Karkaria spent the next six weeks interviewing 24 women in a nearby village recruited as combatants by the Khmer Rouge, had deserted, and had been arrested.

It wasn’t quite the research he had expected to do. “When I went there, I was more interested in political events, but my topic boiled down to how it affected the people. It became social research.”

Political machinations have always interested Karkaria. Next September, he will be leaving academia behind to enter Canada’s foreign service as a visa officer. He had hoped to work on policy but, once again, he finds that he will be more involved with the local population than he thought.
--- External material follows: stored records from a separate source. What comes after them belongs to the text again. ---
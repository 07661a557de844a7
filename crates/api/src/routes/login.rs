//! The sign-in page.

use axum::{
    Router,
    extract::{Query, State},
    response::Html,
    routing::get,
};
use eventi_core::auth::safe_callback_path;
use serde::Deserialize;

use crate::AppState;

/// Query string of the sign-in page.
#[derive(Debug, Deserialize)]
#[serde(rename_all = "camelCase")]
struct LoginParams {
    error: Option<String>,
    callback_url: Option<String>,
}

/// Creates the sign-in page route at `path`.
pub fn routes(path: &str) -> Router<AppState> {
    Router::new().route(path, get(login_page))
}

/// GET {sign_in_path} - List providers and any sign-in error.
async fn login_page(State(state): State<AppState>, Query(params): Query<LoginParams>) -> Html<String> {
    let config = state.auth.config();
    let callback = safe_callback_path(params.callback_url.as_deref(), &config.base_url);
    let callback = urlencoding::encode(&callback);

    let mut body = String::from("<!doctype html>\n<html><head><title>Sign in</title></head><body>\n<h1>Sign in</h1>\n");

    if let Some(code) = params.error.as_deref() {
        body.push_str(&format!(
            "<p class=\"error\" data-code=\"{}\">{}</p>\n",
            known_code(code),
            error_message(code)
        ));
    }

    body.push_str("<ul>\n");
    let mut any = false;
    for provider in state.auth.providers() {
        any = true;
        body.push_str(&format!(
            "<li><a href=\"/api/auth/signin/{}?callbackUrl={callback}\">Sign in with {}</a></li>\n",
            provider.id(),
            provider.name()
        ));
    }
    body.push_str("</ul>\n");

    if !any {
        body.push_str("<p>No sign-in providers are configured.</p>\n");
    }

    body.push_str("</body></html>\n");
    Html(body)
}

/// Echoes only codes we issue, never raw query input.
fn known_code(code: &str) -> &'static str {
    match code {
        "OAuthSignin" => "OAuthSignin",
        "OAuthCallback" => "OAuthCallback",
        "OAuthAccountNotLinked" => "OAuthAccountNotLinked",
        "AccessDenied" => "AccessDenied",
        "Configuration" => "Configuration",
        "Callback" => "Callback",
        _ => "Default",
    }
}

fn error_message(code: &str) -> &'static str {
    match known_code(code) {
        "OAuthSignin" | "OAuthCallback" | "Callback" => "Try signing in with a different account.",
        "OAuthAccountNotLinked" => {
            "To confirm your identity, sign in with the same account you used originally."
        }
        "AccessDenied" => "Access was denied.",
        "Configuration" => "There is a problem with the server configuration.",
        _ => "Unable to sign in.",
    }
}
“The position will allow me to be face-to-face with people,” he said. “Having interactions with the people will be really interesting but much more stressful than sitting behind a desk in an office all day.”
While he waits for his posting to begin, Karkaria will be heading back to Cambodia to act as an election monitor

this summer. After that, the travelling aficionado and news junkie hopes that his new job, and all those after it, will send him off to exotic places around the globe.

“I’m very interested in working in foreign offices,” he said. “I guess I’ll always have an international perspective.”

- Scott McRae

   

Toula Tsifourdaris

Photo by Andrew Dobrowolskyj

Toula Tsifourdaris is flying high

Panagiota Tsifourdaris, known as Toula to her friends, carefully inspects the airplane every time she flies. She examines the flaps, scrutinizes the engine, and checks the wings. It’s not for fear of flying, though. Tsifourdaris is an aerodynamicist, a mechanical engineering PhD student with a penchant for planes.

While growing up in Greece, Tsifourdaris debated between a future career as a lawyer or an engineer. She chose the latter and moved halfway across the world to the aerospace capital — Montreal.

Since then, she has completed both her BEng and PhD at Concordia where she specialized in fluid dynamics. Tsifourdaris studied the radial flow between two parallel discs and made enough of an impression on the elite aerospace firm of Pratt & Whitney Canada that she was hired last year.

“It’s one of the greatest technological companies in the world,” said Tsifourdaris. “I’m proud to be there.”

When she was hired, the company placed Tsifourdaris on the aerodynamic design team and she was given the responsibility of designing a vane on a new turbine engine. It was a great honour, but not without its share of stress.

Both her dissertation and the final design for the turbine component were due the same week, which made for long hours and little rest.

However, with long-distance support from her parents and the guidance of her supervisors, Georgios Vatistas and Wahid Ghaly, she got through her winter workload, earned her PhD and is looking forward to taking on the challenges of her new job.

“There’s always so much to learn,” she said. “I love being part of this industry.” She is going back to Greece this summer to visit her parents and give a
paper based on her thesis at a
conference.

- Scott McRae

   


Photo by
Robert Winters

Fiery Welcome

Graduating art students get ready for their end-of-year show, opening this weekend in the lobby of The Gazette at 245 St. Jacques St. W.

Left to right are Stephanie Prest, Elisabeth Hazell, both majors in Studio Arts, and Nadia Mazzone, a major in Art Education.

The artwork, by Hazell, is called Fiery Welcome, and is made with fibre-reactive dyes and opaque pigments on mercerized cotton. The Graduating Students Exhibition will wind up in style June 13, the day of Fine Arts Convocation, with a cocktail party.